= Emile-Auguste Begin =

French physician

Emile-Auguste Begin (24 April 1802 - 31 May 1888), also named as Émile Bégin, was a French physician and historian. He was a member of the Academy of Metz and a Chevalier of the Légion d'honneur.

== Biography ==
Begin was born at Metz on 24 April 1802 to François-Nicolas Bégin, a prominent physician, and Marie Victorine Ledoux. Begin received his medical training at the University of Strasbourg.

During the Siege of Paris (1870–71), he treated the wounded, which earned him the Legion of Honor . In 1874, he was appointed assistant librarian at the Bibliothèque nationale de France a position that allowed him to continue his historical research. In 1881, Émile Bégin was appointed chief librarian at the Bibliothèque nationale de France.

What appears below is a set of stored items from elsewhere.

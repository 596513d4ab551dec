//! Shared domain types and configuration for the donation-transparency
//! scraping workspace.

pub mod app_config;
pub mod campaign;
pub mod config;
pub mod social;

use thiserror::Error;

pub use app_config::{AppConfig, Environment};
pub use campaign::{progress_percent, CampaignSnapshot, CampaignStatus};
pub use config::{load_app_config, load_app_config_from_env};
pub use social::{
    ExtractionResult, FollowerStore, FollowerUpdate, Platform, SocialNetworkRecord,
    UNSUPPORTED_PLATFORMS,
};

#[derive(Debug, Error)]
pub enum ConfigError {
    #[error("missing required environment variable: {0}")]
    MissingEnvVar(String),

    #[error("invalid value for {var}: {reason}")]
    InvalidEnvVar { var: String, reason: String },
}

#[derive(Debug, Error, PartialEq, Eq)]
pub enum CoreError {
    #[error("unknown platform: {0}")]
    UnknownPlatform(String),
}
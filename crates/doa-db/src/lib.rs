use sqlx::{postgres::PgPoolOptions, PgPool};
use std::time::Duration;
use thiserror::Error;

pub mod social_networks;

pub use social_networks::{
    list_social_networks_by_platform, list_social_networks_for_update, record_follower_update,
    PgFollowerStore, SocialNetworkRow,
};

const DEFAULT_MAX_CONNECTIONS: u32 = 10;
const DEFAULT_MIN_CONNECTIONS: u32 = 1;
const DEFAULT_ACQUIRE_TIMEOUT_SECS: u64 = 10;

// Path relative to crates/doa-db/Cargo.toml; resolves to <workspace-root>/migrations/
static MIGRATOR: sqlx::migrate::Migrator = sqlx::migrate!("../../migrations");

#[derive(Debug, Clone, Copy)]
pub struct PoolConfig {
    pub max_connections: u32,
    pub min_connections: u32,
    pub acquire_timeout_secs: u64,
}

impl Default for PoolConfig {
    fn default() -> Self {
        Self {
            max_connections: DEFAULT_MAX_CONNECTIONS,
            min_connections: DEFAULT_MIN_CONNECTIONS,
            acquire_timeout_secs: DEFAULT_ACQUIRE_TIMEOUT_SECS,
        }
    }
}

impl PoolConfig {
    #[must_use]
    pub fn from_app_config(config: &doa_core::AppConfig) -> Self {
        Self {
            max_connections: config.db_max_connections,
            min_connections: config.db_min_connections,
            acquire_timeout_secs: config.db_acquire_timeout_secs,
        }
    }
}

#[derive(Debug, Error)]
pub enum DbError {
    #[error("record not found")]
    NotFound,
    #[error(transparent)]
    Sqlx(#[from] sqlx::Error),
    #[error(transparent)]
    Migration(#[from] sqlx::migrate::MigrateError),
}

/// Connect to a Postgres pool using explicit URL and config.
///
/// # Errors
///
/// Returns [`sqlx::Error`] if the connection cannot be established.
pub async fn connect_pool(database_url: &str, config: PoolConfig) -> Result<PgPool, sqlx::Error> {
    PgPoolOptions::new()
        .max_connections(config.max_connections)
        .min_connections(config.min_connections)
        .acquire_timeout(Duration::from_secs(config.acquire_timeout_secs))
        .connect(database_url)
        .await
}

/// Run all pending migrations against the pool.
///
/// # Errors
///
/// Returns [`sqlx::migrate::MigrateError`] if any migration fails.
pub async fn run_migrations(pool: &PgPool) -> Result<(), sqlx::migrate::MigrateError> {
    MIGRATOR.run(pool).await
}

/// Send a `SELECT 1` to verify the pool has a live connection.
///
/// # Errors
///
/// Returns [`DbError`] if the query fails.
pub async fn health_check(pool: &PgPool) -> Result<(), DbError> {
    sqlx::query_scalar::<_, i32>("SELECT 1")
        .fetch_one(pool)
        .await?;
    Ok(())
}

Émile Bégin died on 31 May 1888, after visiting his hometown annexed by the German Empire . He is buried in the cemetery of Montrouge in Paris.

== Historical work ==
Bégin was a prolific writer and published many historical works, including a History of Lorraine in six volumes, and a History of the Kingdom of Austrasia in four volumes. Bégin also published historical essays and notes on Metz, Nancy, Neufchâteau. He wrote academic biographies of various historical figures, including Napoleon. He also published medical works.